The MDS is the data source for the first three points mentioned above. Two of the points did not require any changes to MDS completion or item set, while one required a new MDS item set (Section GG).

The aforementioned 3 items are claims-based. This information will become public in the fall of 2018.

There are also measures identified in the final rule which will impact payment in FY2020. These are functional outcome measures which will require another change in the MDS item set for Section GG. Click here to view the draft of the MDSv1.16 for October 1, 2018. In addition, the pressure ulcer measure has been replaced with an updated one that includes pressure ulcer injury.

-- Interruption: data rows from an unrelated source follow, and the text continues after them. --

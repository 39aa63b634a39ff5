//! Composition root.
//!
//! # Responsibility
//! - Build the auth store and every domain store once, over one backend
//!   and an optional snapshot cache.
//! - Keep every domain store bound to the signed-in user.
//!
//! # Invariants
//! - All stores are bound to the same owner as the auth session after
//!   every `sync_session`.
//! - Binding never fetches. It shows the cached snapshot of the new owner
//!   until the caller runs `reload`.
//! - No state lives outside a `Workspace` value.

use crate::cache::snapshot_cache::{SnapshotCache, SnapshotKey};
use crate::model::session::Registration;
use crate::model::UserId;
use crate::remote::{AuthApi, Backend, RemoteStore, Table};
use crate::store::auth::AuthStore;
use crate::store::events::EventStore;
use crate::store::notebooks::NotebookStore;
use crate::store::notes::NoteStore;
use crate::store::tasks::TaskStore;
use crate::store::{StoreError, StoreResult};
use crate::validation::{LoginForm, RegisterForm};
use chrono::{DateTime, TimeZone, Utc};
use log::{info, warn};
use std::sync::Arc;

/// Outcome of rebinding and reloading the domain stores.
#[derive(Debug, Default)]
pub struct SyncReport {
    /// Owner the stores are bound to afterwards.
    pub user: Option<UserId>,
    /// Entities hydrated from the snapshot cache while binding.
    pub restored: usize,
    /// Whether the stores were fetched again.
    pub reloaded: bool,
    /// Per-table fetch failures; the affected lists are empty.
    pub failures: Vec<(Table, StoreError)>,
}

impl SyncReport {
    pub fn is_clean(&self) -> bool {
        self.failures.is_empty()
    }
}

pub struct Workspace {
    auth: AuthStore,
    notes: NoteStore,
    tasks: TaskStore,
    events: EventStore,
    notebooks: NotebookStore,
    cache: Option<Arc<SnapshotCache>>,
    bound_user: Option<UserId>,
}

impl Workspace {
    pub fn new<B: Backend + 'static>(backend: Arc<B>, cache: Option<Arc<SnapshotCache>>) -> Self {
        let auth_api: Arc<dyn AuthApi> = backend.clone();
        let remote: Arc<dyn RemoteStore> = backend;

        let mut notes = NoteStore::new(remote.clone());
        let mut tasks = TaskStore::new(remote.clone());
        let mut events = EventStore::new(remote.clone());
        let mut notebooks = NotebookStore::new(remote.clone());
        if let Some(cache) = cache.as_ref() {
            notes = notes.with_cache(cache.clone());
            tasks = tasks.with_cache(cache.clone());
            events = events.with_cache(cache.clone());
            notebooks = notebooks.with_cache(cache.clone());
        }

        Self {
            auth: AuthStore::new(auth_api, remote),
            notes,
            tasks,
            events,
            notebooks,
            cache,
            bound_user: None,
        }
    }

    pub fn auth(&self) -> &AuthStore {
        &self.auth
    }

    /// Direct access for operations that do not change the session user,
    /// such as password reset or profile loading.
    pub fn auth_mut(&mut self) -> &mut AuthStore {
        &mut self.auth
    }

    pub fn notes(&self) -> &NoteStore {
        &self.notes
    }

    pub fn notes_mut(&mut self) -> &mut NoteStore {
        &mut self.notes
    }

    pub fn tasks(&self) -> &TaskStore {
        &self.tasks
    }

    pub fn tasks_mut(&mut self) -> &mut TaskStore {
        &mut self.tasks
    }

    pub fn events(&self) -> &EventStore {
        &self.events
    }

    pub fn events_mut(&mut self) -> &mut EventStore {
        &mut self.events
    }

    pub fn notebooks(&self) -> &NotebookStore {
        &self.notebooks
    }

    pub fn notebooks_mut(&mut self) -> &mut NotebookStore {
        &mut self.notebooks
    }

    /// Restores a surviving session and binds the stores to it. The lists
    /// show the cached snapshot until [`Workspace::reload`] runs.
    pub fn start(&mut self) -> StoreResult<SyncReport> {
        self.auth.restore_session()?;
        Ok(self.sync_session())
    }

    /// Rebinds every store when the session user changed and hydrates the
    /// lists from the snapshot cache. Nothing is fetched; an unchanged user
    /// leaves the stores untouched.
    pub fn sync_session(&mut self) -> SyncReport {
        let user = self.auth.user_id();
        let mut report = SyncReport {
            user,
            ..SyncReport::default()
        };
        if user == self.bound_user {
            return report;
        }

        info!(
            "event=workspace_bind module=app status=start signed_in={}",
            user.is_some()
        );
        self.bound_user = user;
        self.notes.set_owner(user);
        self.tasks.set_owner(user);
        self.events.set_owner(user);
        self.notebooks.set_owner(self.auth.user());

        if user.is_some() {
            report.restored = self.restore_cached();
        }
        report
    }

    /// Fetches every store again for the bound user.
    pub fn reload(&mut self) -> SyncReport {
        let mut report = SyncReport {
            user: self.bound_user,
            ..SyncReport::default()
        };
        if self.bound_user.is_none() {
            return report;
        }

        let fetches = [
            (Table::Notes, self.notes.fetch_all()),
            (Table::Tasks, self.tasks.fetch_all()),
            (Table::Events, self.events.fetch_all()),
            (Table::SharedNotebooks, self.notebooks.fetch_all()),
            (Table::NotebookCollaborators, self.notebooks.fetch_shared()),
        ];
        for (table, result) in fetches {
            if let Err(err) = result {
                report.failures.push((table, err));
            }
        }
        report.reloaded = true;

        if report.is_clean() {
            info!("event=workspace_reload module=app status=ok");
        } else {
            warn!(
                "event=workspace_reload module=app status=error failed_tables={}",
                report.failures.len()
            );
        }
        report
    }

    /// Drains backend session changes; rebinds when the user changed.
    pub fn poll(&mut self) -> Option<SyncReport> {
        if self.auth.poll_auth_events() || self.auth.user_id() != self.bound_user {
            return Some(self.sync_session());
        }
        None
    }

    pub fn login(&mut self, form: &LoginForm) -> StoreResult<SyncReport> {
        let result = self.auth.login(form);
        let report = self.sync_session();
        result.map(|_| report)
    }

    pub fn register(&mut self, form: &RegisterForm) -> StoreResult<(Registration, SyncReport)> {
        let registration = self.auth.register(form)?;
        Ok((registration, self.sync_session()))
    }

    pub fn logout(&mut self) -> StoreResult<SyncReport> {
        self.auth.logout()?;
        Ok(self.sync_session())
    }

    /// When `table` was last written to the snapshot cache for the bound
    /// user, if a cache is configured and holds a snapshot.
    pub fn cached_at(&self, table: Table) -> Option<DateTime<Utc>> {
        let (cache, owner) = self.cache.as_ref().zip(self.bound_user)?;
        let saved_at = cache
            .saved_at(&SnapshotKey::new(table, owner))
            .inspect_err(|err| {
                warn!("event=cache_saved_at module=app status=error table={table} error={err}");
            })
            .ok()??;
        Utc.timestamp_millis_opt(saved_at).single()
    }

    fn restore_cached(&mut self) -> usize {
        let restored = [
            self.notes.restore_cached(),
            self.tasks.restore_cached(),
            self.events.restore_cached(),
            self.notebooks.restore_cached(),
        ];
        let count: usize = restored.into_iter().flatten().sum();
        if count > 0 {
            info!("event=workspace_restore module=app status=ok items={count}");
        }
        count
    }
}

Beginning FY2019, only data collected from the first quarter of each Fiscal Year (October 1 through December 31) will be used for new measures.

Survey Team Composition

Over the years there has been confusion regarding the need for a licensed registered nurse to be part of the interdisciplinary team that conducts any type of survey in the SNF. The confusion discrepancy was due to inconsistent language in sections 1818 and 1919 of the Social Security Act.

A final decision regarding the presence of a licensed registered nurse as part of the survey team has been made: an RN is only required as part of the survey team for standard, special, and extended surveys. Surveys for complaints, revisits, or on-site monitoring do not require an RN.

End Stage Renal Disease

The Medicare Improvements for Patients and Providers Act of 2008 (MIPPA) required CMS to establish quality incentive programs for End Stage Renal Disease. This program is mandated to select measures, establish performance standards, specify a performance period for each payment year, assess the total performance of each facility, apply program reduction as needed, and publicly report findings. Therefore, the Quality Incentive Program has been established to monitor performance standards to promote high quality of care for dialysis facilities.